Letting the cat out of the bag and buying a pig in a poke come from an old scam. Scam goes a man is selling fat little piglets to unsuspecting buyers but when the seller goes to put the pig in a sack (or a poke) he switches it with a stray cat keeping the money and the pig. He then quickly moves on before the buyer notices the squirming mass in the bag is a cat. If the buyer opens the bag the cat will jump out and the scam is reviled and the seller is in trouble because "the cats out of the bag", but if the buyer waits to open to find the cat he learns not to “buy a pig in a poke.”70.211.79.53 (talk) 22:07, 28 May 2015 (UTC)[reply]
Regarding the possible link to "pig in a poke" -- I always assumed that "let the cat out of the bag" referred to a scam wherein the vendor swaps a large DEAD cat for a smallish butchered piglet (as the Snopes article points out, it would obviously be impossible for anyone to confuse a LIVE cat with a LIVE pig!). Throbert McGee (talk) 21:44, 22 June 2015 (UTC)[reply]
I know I'm really necroing this 10 year old comment but considering also that the term cat o' nine tails itself emerged long after this idiom it seems ludicrous to suggest that it could be a legitimate etymology Poiven (talk) 07:39, 9 January 2024 (UTC)[reply]

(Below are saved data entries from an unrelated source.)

/// Fan-out stop to every node believed to be recording (current
/// participants plus anything a live sweep finds in RECORDING).
pub async fn cluster_stop(state: &AppState) -> Result<ClusterStopResponse> {
    let session = state.sessions.read().unwrap().current.clone();
    let sweep = status_sweep(state).await;

    let mut targets: Vec<Peer> = vec![];
    for (peer, status) in &sweep {
        let participant = session
            .as_ref()
            .map(|s| s.participants.contains(&peer.node_id))
            .unwrap_or(false);
        let recording = status
            .as_ref()
            .map(|s| s.recording.state == RecordingState::Recording)
            .unwrap_or(false);
        if participant || recording {
            targets.push(peer.clone());
        }
    }
    if targets.is_empty() {
        return Err(AppError::conflict("no recording in progress"));
    }

    let stop_timeout = Duration::from_millis(state.config.cluster.stop_timeout_ms);
    let body = Stop {
        session_id: session.as_ref().map(|s| s.session_id.clone()),
    };
    let results = join_all(targets.iter().map(|peer| {
        let client = state.client.clone();
        let body = body.clone();
        async move {
            let result = peer_post::<_, RecordingSummary>(
                &client,
                peer,
                api::path::STOP,
                &body,
                stop_timeout,
            )
            .await;
            (peer.node_id.clone(), result)
        }
    }))
    .await;

    let mut cameras = BTreeMap::new();
    let mut success = true;
    for (node_id, result) in results {
        let outcome = match result {
            Ok(summary) => CameraStopOutcome {
                stopped: true,
                recording: Some(summary),
                error: None,
            },
            Err(e) => {
                success = false;
                warn!(node_id, "stop failed: {}", e.describe());
                CameraStopOutcome {
                    stopped: false,
                    recording: None,
                    error: Some(e.describe()),
                }
            }
        };
        cameras.insert(node_id, outcome);
    }

    let session_id = session.map(|s| s.session_id);
    state.sessions.write().unwrap().close_current();

    Ok(ClusterStopResponse {
        success,
        session_id,
        cameras,
    })
}

pub async fn cluster_sync(state: &AppState) -> ClusterSyncResponse {
    let peers = state.registry.snapshot();
    let timeout = Duration::from_secs(5);
    let results = join_all(peers.iter().map(|peer| {
        let client = state.client.clone();
        async move {
            let result = peer_post::<_, SyncStatus>(
                &client,
                peer,
                api::path::SYNC_TRIGGER,
                &serde_json::json!({}),
                timeout,
            )
            .await;
            (peer.node_id.clone(), result)
        }
    }))
    .await;

    let mut cameras = BTreeMap::new();
    let mut success = true;
    for (node_id, result) in results {
        let outcome = match result {
            Ok(sync) => CameraSyncOutcome {
                success: true,
                sync: Some(sync),
                error: None,
            },
            Err(e) => {
                success = false;
                CameraSyncOutcome {
                    success: false,
                    sync: None,
                    error: Some(e.describe()),
                }
            }
        };
        cameras.insert(node_id, outcome);
    }
    ClusterSyncResponse { success, cameras }
}

pub async fn cluster_test(state: &AppState) -> ClusterTestResponse {
    let peers = state.registry.snapshot();
    let timeout = Duration::from_secs(state.config.driver.test_duration_secs + 30);
    let results = join_all(peers.iter().map(|peer| {
        let client = state.client.clone();
        async move {
            let result = peer_post::<_, SelfTestReport>(
                &client,
                peer,
                api::path::TEST,
                &serde_json::json!({}),
                timeout,
            )
            .await;
            (peer.node_id.clone(), result)
        }
    }))
    .await;

    let mut cameras = BTreeMap::new();
    let mut all_passed = true;
    for (node_id, result) in results {
        let outcome = match result {
            Ok(report) => {
                all_passed = all_passed && report.passed;
                CameraTestOutcome {
                    passed: report.passed,
                    report: Some(report),
                    error: None,
                }
            }
            Err(e) => {
                all_passed = false;
                CameraTestOutcome {
                    passed: false,
                    report: None,
                    error: Some(e.describe()),
                }
            }
        };
        cameras.insert(node_id, outcome);
    }
    ClusterTestResponse {
        all_passed,
        cameras,
    }
}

Maybe it's just me, but I question Snopes' conclusion. I'd have to find another source claiming this, rather than just my reasoning (which admittedly may be tough if Snopes failed), but...

— Snopes' rationale for asserting that this is unrelated to the "pig in a poke" idiom seems to have missed something. Aside from their rationale being a bit weird (involving how unlikely it is to work), it ignores the fact that "cat in a sack" is literally the equivalent saying across much of Europe. There are loads of outside sources on this fact, and the Pig in a Poke Wikipedia page makes this very clear, with Germany, France, Latvia, Poland, and a dozen others using the "cat" variety instead of "pig." Given this, it seems plausible that "letting the cat out of the bag" could derive from the saying "cat in a bag," as the action that exposes the hoax. However, one point to note is that cats are very common subjects of idioms the world over. It wouldn't be an absurd notion for them to have both been created independently. Jtrnp (talk)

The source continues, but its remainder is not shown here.